# DIRECTIONS
Your answer should be every line of the records that contains the word "ConnectWallet", copied as it stands.

# MATERIAL SHOWN
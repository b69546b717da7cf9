//! Swap session
//!
//! One swap form's worth of pipeline state: the selected pair, its resolved
//! pool, the input amount, the live quote and the connected account. UI
//! events call into the session; `readiness()` says which action is
//! currently allowed and the guarded actions re-check it.

use std::sync::{Arc, Weak};
use std::time::Duration;

use evm_client::ChainClient;
use swiftswap_core::{Address, DexError, PollingConfig, TokenDescriptor, U256};
use tokio::sync::watch;

use crate::allowance::approve_intent;
use crate::cache::StateCaches;
use crate::calculator::{min_amount_out, parse_amount, SlippageTolerance};
use crate::executor::{TransactionExecutor, TxHandle};
use crate::quote::QuoteFetcher;
use crate::resolver::PoolRegistry;
use crate::state::{
    ApprovalStatus, PoolHandle, QuoteParams, QuoteState, Resolution, TransactionIntent, TxState,
};

/// Shared services a session runs against
#[derive(Clone)]
pub struct PipelineContext {
    pub client: Arc<dyn ChainClient>,
    pub registry: Arc<PoolRegistry>,
    pub caches: StateCaches,
    pub executor: Arc<TransactionExecutor>,
    pub quote_interval: Duration,
}

impl PipelineContext {
    pub fn new(
        client: Arc<dyn ChainClient>,
        registry: Arc<PoolRegistry>,
        polling: &PollingConfig,
    ) -> Self {
        let caches = StateCaches::new(
            Duration::from_millis(polling.allowance_freshness_ms),
            Duration::from_millis(polling.balance_interval_ms),
        );
        let executor = Arc::new(
            TransactionExecutor::new(client.clone(), caches.clone())
                .with_retention(Duration::from_secs(polling.tx_retention_secs)),
        );
        Self {
            client,
            registry,
            caches,
            executor,
            quote_interval: Duration::from_millis(polling.quote_interval_ms),
        }
    }
}

/// Which action the swap form currently allows
#[derive(Debug, Clone, PartialEq, Eq, serde::Serialize)]
#[serde(rename_all = "snake_case")]
pub enum SwapReadiness {
    /// Pair not selected or no pool deployed for it
    NoRoute,
    ConnectWallet,
    EnterAmount,
    /// Quote pending, failed, or not for the current amount
    AwaitingQuote,
    NeedsApproval,
    Ready,
}

struct SessionShared {
    amount_in: watch::Sender<U256>,
    quotes: QuoteFetcher,
}

struct Selection {
    token_in: TokenDescriptor,
    token_out: TokenDescriptor,
    resolution: Resolution,
}

/// State behind one swap form
pub struct SwapSession {
    ctx: PipelineContext,
    owner: Option<Address>,
    selection: Option<Selection>,
    shared: Arc<SessionShared>,
}

impl SwapSession {
    /// Create a session; starts its quote fetcher on the current runtime
    pub fn new(ctx: PipelineContext) -> Self {
        let quotes = QuoteFetcher::spawn(ctx.client.clone(), ctx.quote_interval);
        Self {
            ctx,
            owner: None,
            selection: None,
            shared: Arc::new(SessionShared {
                amount_in: watch::channel(U256::ZERO).0,
                quotes,
            }),
        }
    }

    pub fn connect(&mut self, owner: Address) {
        tracing::debug!("Session connected as {}", owner);
        self.owner = Some(owner);
    }

    pub fn disconnect(&mut self) {
        self.owner = None;
    }

    pub fn owner(&self) -> Option<Address> {
        self.owner
    }

    /// Select a pair and resolve its pool. Same-token pairs are rejected
    /// without touching the chain or the current selection.
    pub fn select_pair(
        &mut self,
        token_in: TokenDescriptor,
        token_out: TokenDescriptor,
    ) -> Result<&Resolution, DexError> {
        let resolution = self.ctx.registry.resolve(&token_in, &token_out)?;
        if !resolution.is_found() {
            tracing::debug!("No pool for {}/{}", token_in.symbol, token_out.symbol);
        }

        let selection = self.selection.insert(Selection {
            token_in,
            token_out,
            resolution,
        });
        let params = quote_params(Some(&*selection), *self.shared.amount_in.borrow());
        self.shared.quotes.set_params(params);
        Ok(&selection.resolution)
    }

    /// Select by symbol or address
    pub fn select_symbols(&mut self, token_in: &str, token_out: &str) -> Result<&Resolution, DexError> {
        let a = self.ctx.registry.require_token(token_in)?.clone();
        let b = self.ctx.registry.require_token(token_out)?.clone();
        self.select_pair(a, b)
    }

    /// Exchange input and output tokens
    pub fn flip(&mut self) -> Result<(), DexError> {
        if let Some(selection) = self.selection.take() {
            self.select_pair(selection.token_out, selection.token_in)?;
        }
        Ok(())
    }

    pub fn set_amount(&mut self, amount_in: U256) {
        self.shared.amount_in.send_replace(amount_in);
        self.shared
            .quotes
            .set_params(quote_params(self.selection.as_ref(), amount_in));
    }

    /// Set the amount from a decimal string in the input token's units
    pub fn set_amount_str(&mut self, value: &str) -> Result<U256, DexError> {
        let decimals = self
            .selection
            .as_ref()
            .map(|s| s.token_in.decimals)
            .ok_or_else(|| DexError::InvalidAmount {
                message: "select a pair before entering an amount".to_string(),
            })?;
        let amount = parse_amount(value, decimals)?;
        self.set_amount(amount);
        Ok(amount)
    }

    pub fn amount_in(&self) -> U256 {
        *self.shared.amount_in.borrow()
    }

    pub fn token_in(&self) -> Option<&TokenDescriptor> {
        self.selection.as_ref().map(|s| &s.token_in)
    }

    pub fn token_out(&self) -> Option<&TokenDescriptor> {
        self.selection.as_ref().map(|s| &s.token_out)
    }

    pub fn resolution(&self) -> Option<&Resolution> {
        self.selection.as_ref().map(|s| &s.resolution)
    }

    pub fn pool(&self) -> Option<&PoolHandle> {
        self.resolution().and_then(Resolution::pool)
    }

    pub fn quote(&self) -> QuoteState {
        self.shared.quotes.current()
    }

    pub fn subscribe_quote(&self) -> watch::Receiver<QuoteState> {
        self.shared.quotes.subscribe()
    }

    /// Wait until the quote for the current inputs is ready or has failed
    pub async fn settled_quote(&self) -> QuoteState {
        let Some(params) = self.shared.quotes.params() else {
            return QuoteState::Idle;
        };

        let mut rx = self.subscribe_quote();
        let settled = rx
            .wait_for(|state| match state {
                QuoteState::Ready(quote) => quote.matches(&params),
                QuoteState::Failed { .. } => true,
                _ => false,
            })
            .await
            .map(|state| state.clone());
        settled.unwrap_or_else(|_| self.quote())
    }

    /// Input-token allowance toward the pool; `None` without pool or owner
    pub async fn allowance(&self) -> Result<Option<U256>, DexError> {
        let (Some(pool), Some(owner), Some(token_in)) = (self.pool(), self.owner, self.token_in())
        else {
            return Ok(None);
        };
        let allowance = self
            .ctx
            .caches
            .allowances
            .get_allowance(self.ctx.client.as_ref(), token_in.address, owner, pool.address)
            .await?;
        Ok(Some(allowance))
    }

    pub async fn approval_status(&self) -> Result<ApprovalStatus, DexError> {
        let (Some(owner), Some(token_in)) = (self.owner, self.token_in()) else {
            return Ok(ApprovalStatus::Disabled);
        };
        let status = self
            .ctx
            .caches
            .allowances
            .status(
                self.ctx.client.as_ref(),
                token_in.address,
                owner,
                self.pool(),
                self.amount_in(),
            )
            .await?;
        Ok(status)
    }

    /// The single gate a UI uses to enable its buttons
    pub async fn readiness(&self) -> Result<SwapReadiness, DexError> {
        let Some(pool) = self.pool() else {
            return Ok(SwapReadiness::NoRoute);
        };
        if self.owner.is_none() {
            return Ok(SwapReadiness::ConnectWallet);
        }
        let amount_in = self.amount_in();
        if amount_in.is_zero() {
            return Ok(SwapReadiness::EnterAmount);
        }
        if self.matching_quote(pool, amount_in).is_none() {
            return Ok(SwapReadiness::AwaitingQuote);
        }
        Ok(match self.approval_status().await? {
            ApprovalStatus::Required => SwapReadiness::NeedsApproval,
            ApprovalStatus::NotRequired => SwapReadiness::Ready,
            ApprovalStatus::Disabled => SwapReadiness::AwaitingQuote,
        })
    }

    /// Approve exactly the current input amount for the pool
    pub async fn approve(&self) -> Result<TxHandle, DexError> {
        let (pool, token_in) = self.route()?;
        let owner = self.owner.ok_or(DexError::WalletNotConnected)?;

        let intent = approve_intent(token_in, Some(pool), self.amount_in())?;
        Ok(self.ctx.executor.submit(intent, owner).await)
    }

    /// Swap the current amount at the current quote, protected by `slippage`
    pub async fn swap(&self, slippage: SlippageTolerance) -> Result<TxHandle, DexError> {
        let (pool, token_in) = self.route()?;
        let owner = self.owner.ok_or(DexError::WalletNotConnected)?;
        let amount_in = self.amount_in();
        if amount_in.is_zero() {
            return Err(DexError::InvalidAmount {
                message: "amount must be positive".to_string(),
            });
        }

        let quoted = self
            .matching_quote(pool, amount_in)
            .ok_or_else(|| DexError::QuoteUnavailable {
                reason: match self.quote() {
                    QuoteState::Failed { reason } => reason,
                    _ => "no quote for the current amount".to_string(),
                },
            })?;

        let allowance = self
            .ctx
            .caches
            .allowances
            .get_allowance(self.ctx.client.as_ref(), token_in.address, owner, pool.address)
            .await?;
        if crate::allowance::needs_approval(allowance, amount_in) {
            return Err(DexError::ApprovalRequired {
                required: amount_in,
                available: allowance,
            });
        }

        let token_out = pool
            .other(token_in.address)
            .map(|t| t.address)
            .ok_or_else(|| self.no_route())?;
        let intent = TransactionIntent::Swap {
            pool: pool.address,
            token_in: token_in.address,
            token_out,
            amount_in,
            min_amount_out: min_amount_out(quoted, slippage),
        };

        tracing::info!(
            "Swapping {} {} on {} (min out {})",
            amount_in,
            token_in.symbol,
            pool.label(),
            min_amount_out(quoted, slippage)
        );
        let handle = self.ctx.executor.submit(intent, owner).await;
        clear_amount_on_confirm(Arc::downgrade(&self.shared), handle.clone(), amount_in);
        Ok(handle)
    }

    fn route(&self) -> Result<(&PoolHandle, &TokenDescriptor), DexError> {
        match (self.pool(), self.token_in()) {
            (Some(pool), Some(token_in)) => Ok((pool, token_in)),
            _ => Err(self.no_route()),
        }
    }

    fn no_route(&self) -> DexError {
        DexError::NoRoute {
            token_in: self.token_in().map(|t| t.symbol.clone()).unwrap_or_default(),
            token_out: self.token_out().map(|t| t.symbol.clone()).unwrap_or_default(),
        }
    }

    /// Quoted output, only if the quote is for exactly the current inputs
    fn matching_quote(&self, pool: &PoolHandle, amount_in: U256) -> Option<U256> {
        let token_in = self.token_in()?;
        let params = QuoteParams::new(pool, token_in.address, amount_in);
        self.quote()
            .quote()
            .filter(|q| q.matches(&params))
            .map(|q| q.amount_out)
    }
}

# RESPONSE TO THE TASK
    ConnectWallet,
            return Ok(SwapReadiness::ConnectWallet);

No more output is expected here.